The point: Politics is a game, and what matters is offense, crushing your opponents, carrying the day. The piece impressed Bennett, who was even more impressed by young Kristol, the son of two prominent intellectuals who had recommended Bennett for the NEH job - Irving Kristol and Gertrude Himmelfarb. So when Bennett, a master at rhetorically skewering his opponents, moved to the Department of Education, in 1985, he called Bill Kristol and asked if he'd come to work for him. "I knew his DNA pretty well," says Bennett now. "Bill [Kristol] wanted to apply what he had been teaching, and that was what I had wanted to do, too."

Once in the capital, Kristol rose rapidly through the GOP ranks, becoming Bennett's chief of staff and, later, "Dan Quayle's Brain" (as The New Republic dubbed him in 1990). In both jobs, he quickly shed any academic reserve and executed famous conservative blitzes - with Bennett, against the education establishment; with Quayle, against "the cultural elite"; and, with both, against supposed enemies of family values, including the media, Hollywood, and liberals in general. Today, as head of a small think tank called the Project for the Republican Future, Kristol has expanded his brief and is masterminding nothing less than the GOP opposition to Clinton and the Democrats. "Bill really loves the stimulation of Washington - all the phone calls, all the maneuvering, the latest bit," says Kenneth Adelman, a Reagan arms control director and friend of Kristol's. "He loves the operational game."

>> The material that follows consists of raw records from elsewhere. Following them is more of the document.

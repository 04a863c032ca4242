//! Path and URL utilities.
//!
//! Pure functions for path manipulation. No side effects.
//!
//! - [`fs`]: Filesystem path normalization (`clean_relative`)
//! - [`route`]: URL path cleaning and segment handling

pub mod fs;
pub mod route;

pub use fs::clean_relative;
//! Read-only filesystem view over a source tree.
//!
//! All paths handed to a [`SourceFs`] are relative to the tree root and use
//! `/`-free components only; the empty path is the root itself.

use std::fs;
use std::io;
use std::path::{Path, PathBuf};

use crate::debug;

/// One entry of a directory listing.
#[derive(Debug, Clone, PartialEq, Eq)]
pub struct FsEntry {
    pub name: String,
    pub is_dir: bool,
}

/// Read-only hierarchical filesystem.
pub trait SourceFs {
    /// List a directory, sorted by entry name.
    fn read_dir(&self, path: &Path) -> io::Result<Vec<FsEntry>>;

    /// Read a whole file.
    fn read(&self, path: &Path) -> io::Result<Vec<u8>>;

    /// Check whether a regular file exists at `path`.
    fn is_file(&self, path: &Path) -> bool;

    /// Check whether a directory exists at `path`.
    fn is_dir(&self, path: &Path) -> bool;
}

/// A [`SourceFs`] backed by a directory on disk.
#[derive(Debug, Clone)]
pub struct DirFs {
    root: PathBuf,
}

impl DirFs {
    pub fn new(root: impl Into<PathBuf>) -> Self {
        Self { root: root.into() }
    }

    fn full(&self, path: &Path) -> PathBuf {
        self.root.join(path)
    }
}

impl SourceFs for DirFs {
    fn read_dir(&self, path: &Path) -> io::Result<Vec<FsEntry>> {
        let mut entries = Vec::new();
        for entry in fs::read_dir(self.full(path))? {
            let entry = entry?;
            let Ok(name) = entry.file_name().into_string() else {
                debug!("source"; "skipping non UTF-8 name in {}", path.display());
                continue;
            };
            // Follow symlinks so linked directories behave like real ones.
            let is_dir = fs::metadata(entry.path())
                .map(|m| m.is_dir())
                .unwrap_or(false);
            entries.push(FsEntry { name, is_dir });
        }
        entries.sort_by(|a, b| a.name.cmp(&b.name));
        Ok(entries)
    }

    fn read(&self, path: &Path) -> io::Result<Vec<u8>> {
        fs::read(self.full(path))
    }

    fn is_file(&self, path: &Path) -> bool {
        self.full(path).is_file()
    }

    fn is_dir(&self, path: &Path) -> bool {
        self.full(path).is_dir()
    }
}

There's no more important player in that game right now than Kristol. "He's the most learned and intelligent political advocate the Republicans have had in a long, long time," says R. Emmett Tyrrell, editor of The American Spectator. Mississippi Senator Trent Lott observes: "Kristol's always pushing the envelope, keeping Republicans focused on what's possible if we stick to our line." Adds Linda Chavez, a conservative columnist and former Reagan official: "He's the only game in town in terms of ideas."

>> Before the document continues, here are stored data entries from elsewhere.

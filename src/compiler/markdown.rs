//! Markdown manuals to HTML pages.

use std::path::{Path, PathBuf};

use pulldown_cmark::{CowStr, Event, Options, Parser, Tag, html};

use super::BuildError;
use super::image::ImageInliner;
use crate::core::{FALLBACK_TITLE, LANGUAGES_DIR};
use crate::source::fs::SourceFs;

/// Options for markdown conversion
#[derive(Debug, Clone, Default)]
pub struct MarkdownOptions {
    /// Enable tables extension
    pub tables: bool,
    /// Enable footnotes extension
    pub footnotes: bool,
    /// Enable strikethrough extension
    pub strikethrough: bool,
    /// Enable task lists extension
    pub task_lists: bool,
    /// Enable heading attributes extension (e.g., `# Heading {#custom-id}`)
    pub heading_attributes: bool,
    /// Enable definition lists
    pub definition_lists: bool,
    /// Curly quotes, dashes and ellipses
    pub smart_punctuation: bool,
}

impl MarkdownOptions {
    /// Create options with all extensions enabled
    pub fn all() -> Self {
        Self {
            tables: true,
            footnotes: true,
            strikethrough: true,
            task_lists: true,
            heading_attributes: true,
            definition_lists: true,
            smart_punctuation: true,
        }
    }

    /// Convert to pulldown-cmark Options
    fn to_pulldown_options(&self) -> Options {
        let mut opts = Options::empty();
        if self.tables {
            opts.insert(Options::ENABLE_TABLES);
        }
        if self.footnotes {
            opts.insert(Options::ENABLE_FOOTNOTES);
        }
        if self.strikethrough {
            opts.insert(Options::ENABLE_STRIKETHROUGH);
        }
        if self.task_lists {
            opts.insert(Options::ENABLE_TASKLISTS);
        }
        if self.heading_attributes {
            opts.insert(Options::ENABLE_HEADING_ATTRIBUTES);
        }
        if self.definition_lists {
            opts.insert(Options::ENABLE_DEFINITION_LIST);
        }
        if self.smart_punctuation {
            opts.insert(Options::ENABLE_SMART_PUNCTUATION);
        }
        opts
    }
}

/// One rendered manual, ready for its template.
#[derive(Debug, Clone, PartialEq, Eq)]
pub struct ManualPage {
    /// Language tag, the markdown file stem
    pub language: String,
    pub title: String,
    /// Rendered HTML fragment, trusted
    pub body: String,
}

/// Render the markdown file at `path` (relative to the source root).
///
/// Images are inlined through `images`; the first failing image aborts the
/// page.
pub fn render(
    fs: &dyn SourceFs,
    path: &Path,
    images: &ImageInliner,
    options: &MarkdownOptions,
) -> Result<ManualPage, BuildError> {
    let bytes = fs.read(path).map_err(|source| BuildError::Io {
        path: path.to_path_buf(),
        source,
    })?;
    let markdown = String::from_utf8_lossy(&bytes);
    let page_dir = path.parent().unwrap_or(Path::new(""));

    let mut failure = None;
    let parser = Parser::new_ext(&markdown, options.to_pulldown_options()).map(|event| {
        let Event::Start(Tag::Image {
            link_type,
            dest_url,
            title,
            id,
        }) = event
        else {
            return event;
        };

        let dest_url = if failure.is_some() {
            dest_url
        } else {
            match images.inline(fs, page_dir, &dest_url) {
                Ok(uri) => CowStr::from(uri),
                Err(source) => {
                    failure = Some(BuildError::Image {
                        page: path.to_path_buf(),
                        reference: dest_url.to_string(),
                        source,
                    });
                    dest_url
                }
            }
        };
        Event::Start(Tag::Image {
            link_type,
            dest_url,
            title,
            id,
        })
    });

    let mut body = String::with_capacity(markdown.len() * 3 / 2);
    html::push_html(&mut body, parser);
    if let Some(err) = failure {
        return Err(err);
    }

    Ok(ManualPage {
        language: language_of(path),
        title: find_title(&markdown),
        body,
    })
}

/// Language tag of a manual: its file stem.
pub fn language_of(path: &Path) -> String {
    path.file_stem()
        .and_then(|s| s.to_str())
        .unwrap_or_default()
        .to_string()
}

/// Title from a leading `# ` line, or the fallback title.
///
/// Only the first `\r\n` is normalized, which is all the first line needs.
///
/// # Examples
/// ```ignore
/// assert_eq!(find_title("# My Title\nBody"), "My Title");
/// assert_eq!(find_title("Body"), "Twomes manual");
/// ```
pub fn find_title(markdown: &str) -> String {
    let normalized = markdown.replacen("\r\n", "\n", 1);
    let first_line = normalized.split('\n').next().unwrap_or_default();
    match first_line.strip_prefix("# ") {
        Some(title) => title.trim().to_string(),
        None => FALLBACK_TITLE.to_string(),
    }
}

/// Output path of a rendered manual.
///
/// `.../languages/en-US.md` becomes `.../en-US/index.html`; a parent not
/// named `languages` is kept.
pub fn html_output_path(destination: &Path) -> PathBuf {
    let language = language_of(destination);
    let mut dir = destination.parent().unwrap_or(Path::new("")).to_path_buf();
    if dir.file_name().is_some_and(|name| name == LANGUAGES_DIR) {
        dir.pop();
    }
    dir.join(language).join("index.html")
}

#[cfg(test)]
mod tests {
    use super::*;
    use crate::source::fs::DirFs;
    use std::fs;
    use std::time::Duration;
    use tempfile::TempDir;

    fn images() -> ImageInliner {
        ImageInliner::new(Duration::from_secs(1))
    }

    #[test]
    fn test_find_title() {
        assert_eq!(find_title("# My Title\nBody"), "My Title");
        assert_eq!(find_title("#   Padded  \r\nBody"), "Padded");
        assert_eq!(find_title("Body\n# Later"), FALLBACK_TITLE);
        assert_eq!(find_title("## Sub\nBody"), FALLBACK_TITLE);
        assert_eq!(find_title(""), FALLBACK_TITLE);
    }

    #[test]
    fn test_html_output_path() {
        assert_eq!(
            html_output_path(Path::new("campaigns/generic/installation/languages/en-US.md")),
            Path::new("campaigns/generic/installation/en-US/index.html")
        );
        assert_eq!(
            html_output_path(Path::new("x/nl-NL.md")),
            Path::new("x/nl-NL/index.html")
        );
        assert_eq!(html_output_path(Path::new("en.md")), Path::new("en/index.html"));
    }

    #[test]
    fn test_render_with_inlined_image() {
        let temp = TempDir::new().unwrap();
        let root = temp.path();
        fs::create_dir_all(root.join("m/languages")).unwrap();
        fs::create_dir_all(root.join("m/assets")).unwrap();
        fs::write(root.join("m/assets/a.png"), b"abc").unwrap();
        fs::write(
            root.join("m/languages/en-US.md"),
            "# Install\n\nSome *text*.\n\n![pic](../assets/a.png)\n",
        )
        .unwrap();

        let page = render(
            &DirFs::new(root),
            Path::new("m/languages/en-US.md"),
            &images(),
            &MarkdownOptions::all(),
        )
        .unwrap();

        assert_eq!(page.language, "en-US");
        assert_eq!(page.title, "Install");
        assert!(page.body.contains("<h1>Install</h1>"));
        assert!(page.body.contains("<em>text</em>"));
        assert!(page.body.contains(r#"src="data:image/png;base64,YWJj""#));
        assert!(!page.body.contains("../assets"));
    }

    #[test]
    fn test_render_missing_image_fails() {
        let temp = TempDir::new().unwrap();
        fs::write(temp.path().join("en-US.md"), "![x](nope.png)").unwrap();

        let err = render(
            &DirFs::new(temp.path()),
            Path::new("en-US.md"),
            &images(),
            &MarkdownOptions::all(),
        )
        .unwrap_err();
        assert!(matches!(err, BuildError::Image { reference, .. } if reference == "nope.png"));
    }

    #[test]
    fn test_render_tables() {
        let temp = TempDir::new().unwrap();
        fs::write(temp.path().join("nl-NL.md"), "| a | b |\n|---|---|\n| 1 | 2 |\n").unwrap();

        let page = render(
            &DirFs::new(temp.path()),
            Path::new("nl-NL.md"),
            &images(),
            &MarkdownOptions::all(),
        )
        .unwrap();
        assert!(page.body.contains("<table>"));
        assert_eq!(page.title, FALLBACK_TITLE);
    }
}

To understand why Washington is so sharply divided on major issues, left, right, and center - why, for example, no Republicans voted for the president's budget in 1993 and why so few are even slightly inclined to cooperate on significant health care and welfare reform - it is essential to understand Kristol, the party's leading in-house strategic thinker.

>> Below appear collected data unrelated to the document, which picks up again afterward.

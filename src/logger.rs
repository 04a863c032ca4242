//! Logging utilities with colored output.
//!
//! This module provides:
//! - `log!` macro for formatted terminal output with colored prefixes
//! - `debug!` macro that only prints with `--verbose`
//!
//! # Example
//!
//! ```ignore
//! log!("build"; "rendered {} pages", count);
//! debug!("route"; "{} -> {}", from, to);
//! ```

use owo_colors::{OwoColorize, Stream};
use std::{
    io::{Write, stderr, stdout},
    sync::atomic::{AtomicBool, Ordering},
};

/// Global verbose flag (set by --verbose CLI argument)
static VERBOSE: AtomicBool = AtomicBool::new(false);

/// Set verbose mode globally
pub fn set_verbose(v: bool) {
    VERBOSE.store(v, Ordering::SeqCst);
}

/// Check if verbose mode is enabled
pub fn is_verbose() -> bool {
    VERBOSE.load(Ordering::SeqCst)
}

// ============================================================================
// Log Macro
// ============================================================================

/// Log a message with a colored module prefix
///
/// # Usage
/// ```ignore
/// log!("module"; "message with {} formatting", args);
/// ```
#[macro_export]
macro_rules! log {
    ($module:expr; $($arg:tt)*) => {{
        $crate::logger::log($module, &format!($($arg)*))
    }};
}

/// Log a debug message (only shown when --verbose is enabled)
///
/// # Usage
/// ```ignore
/// debug!("module"; "debug info: {}", value);
/// ```
#[macro_export]
macro_rules! debug {
    ($module:expr; $($arg:tt)*) => {{
        if $crate::logger::is_verbose() {
            $crate::logger::log($module, &format!($($arg)*))
        }
    }};
}

// ============================================================================
// Helper Functions
// ============================================================================

/// Log a message with a colored module prefix.
///
/// Errors and warnings go to stderr, everything else to stdout.
#[inline]
pub fn log(module: &str, message: &str) {
    let module_lower = module.to_ascii_lowercase();

    if is_error_module(&module_lower) {
        let prefix = colorize_prefix(module, &module_lower, Stream::Stderr);
        let mut err = stderr().lock();
        writeln!(err, "{prefix} {message}").ok();
        err.flush().ok();
    } else {
        let prefix = colorize_prefix(module, &module_lower, Stream::Stdout);
        let mut out = stdout().lock();
        writeln!(out, "{prefix} {message}").ok();
        out.flush().ok();
    }
}

fn is_error_module(module_lower: &str) -> bool {
    matches!(module_lower, "error" | "warning")
}

/// Apply color to a module prefix based on module type.
///
/// Colors are only emitted when `stream` supports them or `--color always`
/// forced them on.
#[inline]
fn colorize_prefix(module: &str, module_lower: &str, stream: Stream) -> String {
    let prefix = format!("[{module}]");
    let colored = match module_lower {
        "serve" => prefix.if_supports_color(stream, |p| p.bright_blue().bold().to_string()).to_string(),
        "build" => prefix.if_supports_color(stream, |p| p.bright_green().bold().to_string()).to_string(),
        "git" => prefix.if_supports_color(stream, |p| p.bright_magenta().bold().to_string()).to_string(),
        "error" => prefix.if_supports_color(stream, |p| p.bright_red().bold().to_string()).to_string(),
        _ => prefix.if_supports_color(stream, |p| p.bright_yellow().bold().to_string()).to_string(),
    };
    colored
}

// ============================================================================
// Tests
// ============================================================================

#[cfg(test)]
mod tests {
    use super::*;

    #[test]
    fn test_prefix_contains_module_name() {
        owo_colors::set_override(false);
        assert_eq!(colorize_prefix("serve", "serve", Stream::Stdout), "[serve]");
        assert_eq!(colorize_prefix("Build", "build", Stream::Stdout), "[Build]");
        assert_eq!(colorize_prefix("error", "error", Stream::Stderr), "[error]");
        owo_colors::unset_override();
    }

    #[test]
    fn test_error_modules_go_to_stderr() {
        assert!(is_error_module("error"));
        assert!(is_error_module("warning"));
        assert!(!is_error_module("build"));
        assert!(!is_error_module("serve"));
    }
}
//! URL path utilities.
//!
//! Request paths are cleaned before routing: percent-decoded, query string
//! dropped, empty and `.` segments removed, `..` resolved (never above the
//! root), and a trailing slash appended. Paths below an `assets` directory
//! keep their exact form so file names are not rewritten.

use percent_encoding::percent_decode_str;

/// Decode a raw request URL into a path without the query string.
pub fn decode_url(url: &str) -> String {
    let path = url.split(&['?', '#'][..]).next().unwrap_or(url);
    percent_decode_str(path)
        .decode_utf8()
        .map(std::borrow::Cow::into_owned)
        .unwrap_or_else(|_| path.to_string())
}

/// Split a decoded path into clean segments.
///
/// # Examples
/// ```ignore
/// assert_eq!(segments("/a//b/./c/"), vec!["a", "b", "c"]);
/// assert_eq!(segments("/a/../b"), vec!["b"]);
/// ```
pub fn segments(path: &str) -> Vec<&str> {
    let mut out = Vec::new();
    for part in path.split('/') {
        match part {
            "" | "." => {}
            ".." => {
                out.pop();
            }
            other => out.push(other),
        }
    }
    out
}

/// Join segments into an absolute directory URL (`/a/b/`).
pub fn to_dir_url<S: AsRef<str>>(segments: &[S]) -> String {
    let mut url = String::from("/");
    for segment in segments {
        url.push_str(segment.as_ref());
        url.push('/');
    }
    url
}

/// Clean a decoded request path the way the router expects it.
///
/// Returns the cleaned path; asset paths are left untouched.
pub fn clean_path(path: &str) -> String {
    if path.contains("/assets/") {
        return path.to_string();
    }
    to_dir_url(&segments(path))
}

Kristol's power comes from an understanding that in politics, what you say matters as much if not more than what you actually do. One May Sunday in 1993, for example, Kristol was a guest on CBS' "Face the Nation" and weighed in on the prospects for the Clinton economic plan. The next day, the Los Angeles Times ran a story on the plan, quoting the titans of the Democratic party - Bentsen, Panetta, Mitchell, Rostenkowski. The only opposition voice in the piece was Kristol's, who had wittily and memorably remarked on the show, "The Clinton budget is like a giant pasture full of sacred cows, cheerfully mooing and contentedly munching at the federal taxpayers' expense." This from a man who served in two GOP administrations that actually asked for more money than the Democratic Congress agreed to spend.

But Kristol got his shot in at the president, and nobody's better at taking those anti-Clinton shots than he is. A smart man (no one in Washington since Kissinger is so universally regarded as "brilliant" by friend and foe alike), Kristol's strategic moves are informed by a grasp not only of tactics but of theory. Now 41, he finished Harvard College in three years, carefully studied de Toqueville, and wrote his doctoral dissertation on the philosophical antecedents of the American judicial system, drawing heavily on The Federalist Papers - itself a conservative, 18-century case study, of course, on how to check popular impulses for radical change. Kristol later taught political philosophy at the University of Pennsylvania and at Harvard.

Sitting in his downtown Washington office one July morning, talking about politics and philosophy, Kristol could be conducting an especially interesting seminar: soft-spoken, funny, apt to smile genially at the conclusion of a point. In the span of an hour, he mentions Aristotle, Richard Weaver, the Founding Fathers, and thoughtfully muses about the state of the country. "People aren't happy with the way things are going. Two-thirds of the country think the country is on the wrong track, which is really a mind-boggling statistic, though from a partisan point of view I suppose it's good for Republicans," he says. "But it's really worrisome: The country has never been wealthier or more physically secure, and yet people are genuinely unhappy."